# Quansight's PyTorch Contributions in 2021
> TODO: Add here a "Contents" section (perhaps in two columns) with links to all the sections / subsections.
## Intro
>What is PyTorch (NumPy-like with GPU / TPU support, autograd, AMP, distributed...)
Why is Quansight a very good match for this project, and how we can bring expertise from 10+ years of OSS support in the PyData world.
Throw a few numbers on why PyTorch is massive (x10 loc than NumPy), very active (800+ active contributors).
## Quansight Contributions
We have a team of 15+ engineers involved in many aspects of PyTorch development.
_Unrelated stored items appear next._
use thiserror::Error;

/// Top-level error type for the waypath crate.
///
/// Path construction and queries never fail: degenerate input is handled by
/// fallback or clamping. Errors are reserved for rejected configuration and
/// for lookups into the follower arena.
#[derive(Debug, Error)]
pub enum WaypathError {
    #[error(transparent)]
    Config(#[from] ConfigError),

    #[error(transparent)]
    Store(#[from] StoreError),
}

/// Errors related to parameter validation.
#[derive(Debug, Error, PartialEq)]
pub enum ConfigError {
    #[error("parameter {parameter} = {value} is out of range [{min}, {max}]")]
    ParameterOutOfRange {
        parameter: &'static str,
        value: f64,
        min: f64,
        max: f64,
    },

    #[error("parameter {0} is not finite")]
    NotFinite(&'static str),
}

/// Errors related to the follower arena.
#[derive(Debug, Error, PartialEq, Eq)]
pub enum StoreError {
    #[error("entity not found: {0}")]
    EntityNotFound(String),
}

/// Convenience type alias for results using [`WaypathError`].
pub type Result<T> = std::result::Result<T, WaypathError>;

/// Checks that `value` is finite and lies in `[min, max]`.
pub(crate) fn check_range(
    parameter: &'static str,
    value: f64,
    min: f64,
    max: f64,
) -> std::result::Result<(), ConfigError> {
    if !value.is_finite() {
        return Err(ConfigError::NotFinite(parameter));
    }
    if value < min || value > max {
        return Err(ConfigError::ParameterOutOfRange {
            parameter,
            value,
            min,
            max,
        });
    }
    Ok(())
}
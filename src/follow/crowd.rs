use std::sync::Arc;

use slotmap::SlotMap;

use crate::error::StoreError;
use crate::path::PathHandle;

use super::follower::{AgentBody, Command, FollowOutput, FollowerConfig, PathFollower};

slotmap::new_key_type! {
    /// Unique identifier for a follower in a [`Crowd`].
    pub struct FollowerId;
}

/// Applies follower commands to agent bodies.
///
/// This is the seam to the physics/transform system; [`SemiImplicitEuler`] is
/// the minimal in-crate implementation.
pub trait Integrator {
    /// Advances `body` by `dt` under `command`.
    fn apply(&self, body: &mut AgentBody, command: &Command, dt: f64);
}

/// Semi-implicit Euler step: forces update velocity, then velocity moves the body.
/// Displacements move the body directly and leave velocity untouched.
#[derive(Debug, Clone, Copy, Default)]
pub struct SemiImplicitEuler {
    /// Optional cap on the resulting speed.
    pub max_speed: Option<f64>,
}

impl Integrator for SemiImplicitEuler {
    fn apply(&self, body: &mut AgentBody, command: &Command, dt: f64) {
        match command {
            Command::Force(force) => {
                body.velocity += force * dt;
                if let Some(max) = self.max_speed {
                    body.velocity = body.velocity.cap_magnitude(max);
                }
                body.position += body.velocity * dt;
            }
            Command::Displacement(delta) => {
                body.position += *delta;
            }
        }
    }
}

#[derive(Debug)]
struct Agent {
    follower: PathFollower,
    body: AgentBody,
}

/// Arena of followers updated together once per tick.
///
/// Each follower keeps its own progress state; paths are shared through
/// their handles.
#[derive(Debug, Default)]
pub struct Crowd {
    agents: SlotMap<FollowerId, Agent>,
}

impl Crowd {
    /// Creates an empty crowd.
    #[must_use]
    pub fn new() -> Self {
        Self::default()
    }

    /// Inserts a follower with its initial body and returns its ID.
    pub fn insert(&mut self, follower: PathFollower, body: AgentBody) -> FollowerId {
        self.agents.insert(Agent { follower, body })
    }

    /// Validates `config` and inserts a follower bound to `path`.
    ///
    /// # Errors
    ///
    /// Returns an error if the configuration is invalid.
    pub fn spawn(
        &mut self,
        config: FollowerConfig,
        path: Arc<PathHandle>,
        body: AgentBody,
    ) -> crate::Result<FollowerId> {
        config.validate()?;
        Ok(self.insert(PathFollower::with_path(config, path), body))
    }

    /// Removes a follower, returning it with its last body state.
    pub fn remove(&mut self, id: FollowerId) -> Option<(PathFollower, AgentBody)> {
        self.agents.remove(id).map(|a| (a.follower, a.body))
    }

    /// Returns the number of followers.
    #[must_use]
    pub fn len(&self) -> usize {
        self.agents.len()
    }

    /// Returns `true` if the crowd has no followers.
    #[must_use]
    pub fn is_empty(&self) -> bool {
        self.agents.is_empty()
    }

    /// Returns a reference to the follower, or an error if not found.
    ///
    /// # Errors
    ///
    /// Returns an error if the follower is not in the crowd.
    pub fn follower(&self, id: FollowerId) -> Result<&PathFollower, StoreError> {
        self.agent(id).map(|a| &a.follower)
    }

    /// Returns a mutable reference to the follower, or an error if not found.
    ///
    /// # Errors
    ///
    /// Returns an error if the follower is not in the crowd.
    pub fn follower_mut(&mut self, id: FollowerId) -> Result<&mut PathFollower, StoreError> {
        self.agents
            .get_mut(id)
            .map(|a| &mut a.follower)
            .ok_or_else(|| StoreError::EntityNotFound("follower".into()))
    }

    /// Returns the follower's body, or an error if not found.
    ///
    /// # Errors
    ///
    /// Returns an error if the follower is not in the crowd.
    pub fn body(&self, id: FollowerId) -> Result<&AgentBody, StoreError> {
        self.agent(id).map(|a| &a.body)
    }

    /// Overwrites the follower's body, e.g. after a teleport.
    ///
    /// # Errors
    ///
    /// Returns an error if the follower is not in the crowd.
    pub fn set_body(&mut self, id: FollowerId, body: AgentBody) -> Result<(), StoreError> {
        let agent = self
            .agents
            .get_mut(id)
            .ok_or_else(|| StoreError::EntityNotFound("follower".into()))?;
        agent.body = body;
        Ok(())
    }

    /// Ticks every follower in turn and integrates its command.
    ///
    /// Idle followers are skipped. Returns the outputs of the followers that
    /// produced one.
    pub fn tick<I: Integrator>(
        &mut self,
        dt: f64,
        integrator: &I,
    ) -> Vec<(FollowerId, FollowOutput)> {
        let mut outputs = Vec::with_capacity(self.agents.len());
        for (id, agent) in &mut self.agents {
            let Some(output) = agent.follower.tick(&agent.body, dt) else {
                continue;
            };
            integrator.apply(&mut agent.body, &output.command, dt);
            outputs.push((id, output));
        }
        outputs
    }

    fn agent(&self, id: FollowerId) -> Result<&Agent, StoreError> {
        self.agents
            .get(id)
            .ok_or_else(|| StoreError::EntityNotFound("follower".into()))
    }
}
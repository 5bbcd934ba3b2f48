pub mod segment;
pub mod waypoints;

pub use segment::{PathSegment, SegmentProjection};
pub use waypoints::WaypointSet;
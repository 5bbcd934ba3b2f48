mod crowd;
mod follower;

pub use crowd::{Crowd, FollowerId, Integrator, SemiImplicitEuler};
pub use follower::{
    AgentBody, Command, FollowMode, FollowOutput, FollowerConfig, FollowerState, FollowerStatus,
    PathFollower,
};
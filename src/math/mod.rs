/// 3D point type.
pub type Point3 = nalgebra::Point3<f64>;

/// 3D vector type.
pub type Vector3 = nalgebra::Vector3<f64>;

/// Global geometric tolerance for floating-point comparisons.
pub const TOLERANCE: f64 = 1e-10;

/// Linearly interpolates between `a` and `b`; `t = 0` yields `a`, `t = 1` yields `b`.
#[must_use]
pub fn lerp(a: &Point3, b: &Point3, t: f64) -> Point3 {
    a + (b - a) * t
}

/// Moves `current` toward `target` by at most `max_step`, never overshooting.
#[must_use]
pub fn move_towards(current: &Point3, target: &Point3, max_step: f64) -> Point3 {
    let delta = target - current;
    let dist = delta.norm();
    if dist <= max_step || dist < TOLERANCE {
        return *target;
    }
    current + delta * (max_step / dist)
}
We distinguish the following as our main topic areas: Scientific Computing, Python Array API Standard and NumPy compatibility, Maintainability, Torchvision, and Research topics.
### Python Array API and NumPy Compatibility
In 2010, if a user needed to perform some numerical computations using multidimensional data, they would import [NumPy](https://numpy.org/) or its extension [SciPy](https://scipy.org/), store their data in an array, and start taking advantage from the speed of the operations implemented in C from the comfort of the Python language. Nowadays, the landscape is quite different. We have libraries with autograd, GPU and TPU support oriented towards deep learning, like [PyTorch](https://pytorch.org/), [Tensorflow](https://www.tensorflow.org/), [JAX](https://jax.readthedocs.io/) or [MXNet](https://mxnet.apache.org/), libraries that provide a CUDA extension for NumPy-like code, like [CuPy](https://cupy.dev/) or cluseter-level parallelism, like [Dask](https://dask.org/).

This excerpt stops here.